A TEENAGER whose dangerous driving killed one young friend and left another badly injured following a horror smash near Carlisle has been jailed for almost three years.
Eighteen-year-old James Stephenson Cooper passed his test only 15 days before losing control of his newly-acquired Volkswagen Polo as he flew over a hump-back bridge near Rockcliffe at 82mph just after 5pm on September 22 last year.
As he motored towards the bridge on a damp road, passing clear warning signs – one advising of a 30mph restriction – Cooper had flippantly asked three young passengers “do you want some air time?”, Carlisle Crown Court heard today (WED).
One horrified eyewitness saw the car two feet off the ground with all tyres airborne before it lost control and hit concrete posts and trees, rolling in a field and suffering massive impact damage within a “scene of devastation”.

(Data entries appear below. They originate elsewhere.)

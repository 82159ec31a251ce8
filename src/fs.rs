//! Virtual filesystem adapter.
//!
//! Presents the board's storage to a generic filesystem host as
//! stat/list results. Mutations are not offered through this surface
//! (use [`Shell`] directly); every such call reports
//! [`FsError::NotImplemented`].
//!
//! The shell sits behind a mutex, so callers on different threads queue
//! up one command at a time. The interrupt handle is kept outside the
//! lock so a stop can be requested while a command holds it.

use std::collections::BTreeMap;
use std::sync::{Mutex, MutexGuard};

use core::fmt;

use log::{debug, warn};

use crate::error::Error;
use crate::listing::{self, DirEntry, EntryKind};
use crate::repl::channels::ConnectionState;
use crate::repl::interrupt::{InterruptHandle, StopOutcome};
use crate::repl::shell::Shell;
use crate::repl::transport::Board;

/// Error vocabulary of a filesystem host. Interpreter tracebacks are kept
/// in the detail text.
#[derive(Debug, Clone, PartialEq, Eq)]
pub enum FsError {
    Unavailable(String),
    NotFound(String),
    Exists(String),
    NotImplemented(&'static str),
}

impl fmt::Display for FsError {
    fn fmt(&self, f: &mut fmt::Formatter<'_>) -> fmt::Result {
        match self {
            Self::Unavailable(detail) => write!(f, "unavailable: {detail}"),
            Self::NotFound(detail) => write!(f, "not found: {detail}"),
            Self::Exists(detail) => write!(f, "already exists: {detail}"),
            Self::NotImplemented(op) => write!(f, "{op} is not implemented"),
        }
    }
}

impl std::error::Error for FsError {}

impl From<Error> for FsError {
    fn from(e: Error) -> Self {
        match e {
            Error::NotFound(path) => Self::NotFound(path),
            Error::NotImplemented(op) => Self::NotImplemented(op),
            Error::Interpreter(text) if text.contains("EEXIST") => Self::Exists(text),
            Error::Interpreter(text) if text.contains("ENOENT") => Self::NotFound(text),
            Error::Interpreter(text) => Self::Unavailable(text),
            other => Self::Unavailable(other.to_string()),
        }
    }
}

pub type FsResult<T> = core::result::Result<T, FsError>;

#[derive(Debug, Clone, Copy, PartialEq, Eq)]
pub enum FileType {
    File,
    Directory,
    Unknown,
}

impl From<EntryKind> for FileType {
    fn from(kind: EntryKind) -> Self {
        match kind {
            EntryKind::File => Self::File,
            EntryKind::Directory => Self::Directory,
            EntryKind::Error => Self::Unknown,
        }
    }
}

#[derive(Debug, Clone, Copy, Default)]
pub struct WriteOptions {
    pub create: bool,
    pub overwrite: bool,
}

#[derive(Debug, Clone, Copy, Default)]
pub struct DeleteOptions {
    pub recursive: bool,
}

#[derive(Debug, Clone, Copy, Default)]
pub struct RenameOptions {
    pub overwrite: bool,
}

#[derive(Debug, Clone, Default)]
pub struct WatchOptions {
    pub recursive: bool,
    pub excludes: Vec<String>,
}

/// A change reported by a [`Watch`].
#[derive(Debug, Clone, PartialEq, Eq)]
pub struct FileChange {
    pub path: String,
}

/// Subscription returned by [`RemoteFs::watch`]. Remote changes are only
/// visible by polling the board, so it never reports anything.
#[derive(Debug)]
pub struct Watch {
    path: String,
    options: WatchOptions,
}

impl Watch {
    pub fn path(&self) -> &str {
        &self.path
    }

    pub fn options(&self) -> &WatchOptions {
        &self.options
    }

    pub fn poll(&self) -> Option<FileChange> {
        None
    }
}

struct Inner<B: Board> {
    shell: Shell<B>,
    cache: BTreeMap<String, DirEntry>,
}

pub struct RemoteFs<B: Board> {
    inner: Mutex<Inner<B>>,
    interrupt: InterruptHandle,
    cache_enabled: bool,
}

impl<B: Board> RemoteFs<B> {
    pub fn new(shell: Shell<B>) -> Self {
        let cache_enabled = shell.config().cache_enabled;
        let interrupt = shell.interrupt_handle();
        Self {
            inner: Mutex::new(Inner {
                shell,
                cache: BTreeMap::new(),
            }),
            interrupt,
            cache_enabled,
        }
    }

    fn lock(&self) -> FsResult<MutexGuard<'_, Inner<B>>> {
        self.inner
            .lock()
            .map_err(|_| FsError::Unavailable("shell lock poisoned".into()))
    }

    fn lock_connected(&self) -> FsResult<MutexGuard<'_, Inner<B>>> {
        let mut inner = self.lock()?;
        match inner.shell.connection() {
            ConnectionState::Connected => Ok(inner),
            ConnectionState::Disconnected => {
                Err(FsError::Unavailable(Error::Connectivity.to_string()))
            }
        }
    }

    /// Run `f` with exclusive access to the shell.
    pub fn with_shell<T>(&self, f: impl FnOnce(&mut Shell<B>) -> T) -> FsResult<T> {
        let mut inner = self.lock()?;
        Ok(f(&mut inner.shell))
    }

    /// Request a stop of the command currently holding the shell.
    pub fn stop(&self) -> StopOutcome {
        self.interrupt.request_stop()
    }

    pub fn interrupt_handle(&self) -> InterruptHandle {
        self.interrupt.clone()
    }

    pub fn stat(&self, path: &str) -> FsResult<DirEntry> {
        let path = listing::normalize(path);
        let mut inner = self.lock_connected()?;

        if self.cache_enabled {
            if let Some(entry) = inner.cache.get(&path) {
                debug!("FS: stat {} served from cache", path);
                return Ok(entry.clone());
            }
        }

        match inner.shell.file_stat(&path) {
            Ok(Some(entry)) => {
                if self.cache_enabled {
                    inner.cache.insert(path, entry.clone());
                }
                Ok(entry)
            }
            Ok(None) => {
                inner.cache.remove(&path);
                Err(FsError::NotFound(path))
            }
            Err(e) => {
                inner.cache.remove(&path);
                Err(e.into())
            }
        }
    }

    /// Direct children of `path` as (name, type) pairs.
    pub fn list(&self, path: &str) -> FsResult<Vec<(String, FileType)>> {
        let mut inner = self.lock_connected()?;
        let names = inner.shell.list_names(path)?;
        Ok(names
            .into_iter()
            .map(|(name, kind)| (name, kind.into()))
            .collect())
    }

    pub fn read(&self, _path: &str) -> FsResult<Vec<u8>> {
        Err(FsError::NotImplemented("read"))
    }

    pub fn write(&self, _path: &str, _content: &[u8], _options: WriteOptions) -> FsResult<()> {
        Err(FsError::NotImplemented("write"))
    }

    pub fn delete(&self, _path: &str, _options: DeleteOptions) -> FsResult<()> {
        Err(FsError::NotImplemented("delete"))
    }

    pub fn rename(&self, _old: &str, _new: &str, _options: RenameOptions) -> FsResult<()> {
        Err(FsError::NotImplemented("rename"))
    }

    pub fn create_directory(&self, _path: &str) -> FsResult<()> {
        Err(FsError::NotImplemented("create_directory"))
    }

    pub fn watch(&self, path: &str, options: WatchOptions) -> Watch {
        Watch {
            path: listing::normalize(path),
            options,
        }
    }

    /// Re-query every cached path; entries that no longer stat are
    /// dropped.
    pub fn refresh_cache(&self) -> FsResult<()> {
        let mut inner = self.lock_connected()?;
        let paths: Vec<String> = inner.cache.keys().cloned().collect();
        for path in paths {
            match inner.shell.file_stat(&path) {
                Ok(Some(entry)) => {
                    inner.cache.insert(path, entry);
                }
                Ok(None) => {
                    debug!("FS: {} is gone, dropping from cache", path);
                    inner.cache.remove(&path);
                }
                Err(e) => {
                    warn!("FS: refresh of {} failed: {}", path, e);
                    inner.cache.remove(&path);
                }
            }
        }
        Ok(())
    }

    pub fn clear_cache(&self) {
        if let Ok(mut inner) = self.lock() {
            inner.cache.clear();
        }
    }

    /// Paths currently cached, in order.
    pub fn cached_paths(&self) -> Vec<String> {
        self.lock()
            .map(|inner| inner.cache.keys().cloned().collect())
            .unwrap_or_default()
    }
}

// ── Tests ────────────────────────────────────────────────────
//! Cancellation of in-flight work from another thread.

use std::time::{Duration, Instant};

use replfs::Error;
use replfs::repl::{StopOutcome, WorkState};

use crate::mock_board::{Rig, SimFs, test_config};

/// Incompressible payload large enough for many upload chunks.
fn payload(len: usize) -> Vec<u8> {
    let mut x: u64 = 0x9E37_79B9_7F4A_7C15;
    (0..len)
        .map(|_| {
            x = x.wrapping_mul(6_364_136_223_846_793_005).wrapping_add(1);
            (x >> 56) as u8
        })
        .collect()
}

#[test]
fn stop_while_idle_returns_immediately() {
    let rig = Rig::new(SimFs::default());
    let started = Instant::now();
    assert_eq!(rig.shell.stop_working(), StopOutcome::NotWorking);
    assert!(started.elapsed() < Duration::from_millis(500));
    assert!(rig.commands().is_empty());
}

#[test]
fn upload_stops_between_chunks() {
    let original = b"previous firmware".to_vec();
    let sim = SimFs::default().with_file("/big.bin", &original);
    let mut rig = Rig::with(sim, test_config(), |mut board| {
        board.read_delay = Duration::from_millis(2);
        board
    });
    let handle = rig.shell.interrupt_handle();
    let sim = std::sync::Arc::clone(&rig.fs);

    let requester = std::thread::spawn(move || {
        let started = Instant::now();
        while sim.lock().unwrap().chunks_received < 3 {
            if started.elapsed() > Duration::from_secs(10) {
                return None;
            }
            std::thread::sleep(Duration::from_millis(1));
        }
        assert_eq!(handle.state(), WorkState::Working);
        Some(handle.request_stop())
    });

    let result = rig.shell.write_file("/big.bin", &payload(64 * 1024));

    assert_eq!(result, Err(Error::Interrupted));
    assert_eq!(requester.join().unwrap(), Some(StopOutcome::Acknowledged));
    assert_eq!(rig.shell.work_state(), WorkState::Idle);

    let sim = rig.sim();
    assert!(sim.chunks_received < 64 * 1024 / 256);
    assert_eq!(sim.files["/big.bin"], original, "target untouched");
    assert!(!sim.files.contains_key("/big.bin.rfs-part"));
    assert!(sim.open_handle.is_none());
    drop(sim);
    assert!(!rig.commands().iter().any(|c| c.contains("_rfs_inflate(")));
    assert!(rig.repl.lock().unwrap().interrupts >= 1);
}

#[test]
fn shell_is_usable_after_interrupt() {
    let mut rig = Rig::with(SimFs::default(), test_config(), |mut board| {
        board.read_delay = Duration::from_millis(2);
        board
    });
    let handle = rig.shell.interrupt_handle();
    let sim = std::sync::Arc::clone(&rig.fs);

    let requester = std::thread::spawn(move || {
        while sim.lock().unwrap().chunks_received < 1 {
            std::thread::sleep(Duration::from_millis(1));
        }
        handle.request_stop()
    });
    let _ = rig.shell.write_file("/big.bin", &payload(32 * 1024));
    requester.join().unwrap();

    rig.shell.write_file("/small.txt", b"after").unwrap();
    assert_eq!(rig.sim().files["/small.txt"], b"after");
}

Rear seat passenger Gavin Helps, who was 17 and from Carlisle, was trapped inside the vehicle having suffered unsurvivable injuries and was pronounced dead at the scene despite timely help from members of the public present. Cooper and two other passengers managed to exit the vehicle but one, Niall Kennedy, was badly hurt and underwent surgery in hospital having suffered fractured vertebrae, ribs and clavicles along with a partially collapsed lung.
The court was told of video footage from the days leading up to the tragedy which showed earlier examples of bad driving by Cooper – including a copycat move at the same bridge – his “stupid” speeds, disregard for limits, and drifting; and witness evidence describing him as a “boy racer”.
In a deeply moving impact statement, Gavin’s mother, Claire Helps, described her son as a “popular lad” who “loved to make people laugh”. “His loss has left an enormous void in all of our lives,” said Mrs Helps. “My whole life has been turned upside down and inside out since that day. How does any parent describe the loss of their precious child? It has devastated our whole family.”
Cooper – 17 at the time of the crash – admitted causing both death and serious injury by dangerous driving. He was sent to a young offenders’ institution for 35 months by Judge Nicholas Barker, who concluded the teen had “used a hump back road bridge as a ramp to take off, driving at grossly excessive speed”.
“Your attitude to driving in the week you had this car is such that you were, in my judgement, a ticking bomb,” Judge Barker told Cooper. “It seems to me that luck was the only thing that was going to intervene to prevent a serious incident occurring. With regret it did not intervene and, as such, there are truly horrific consequences.”
The judge added: “The message must go out to all young drivers that cars have the potential to cause death and great harm.”
Cooper, of Beaver Road, Carlisle, must also serve a four-year driving ban when released, and pass an extended test.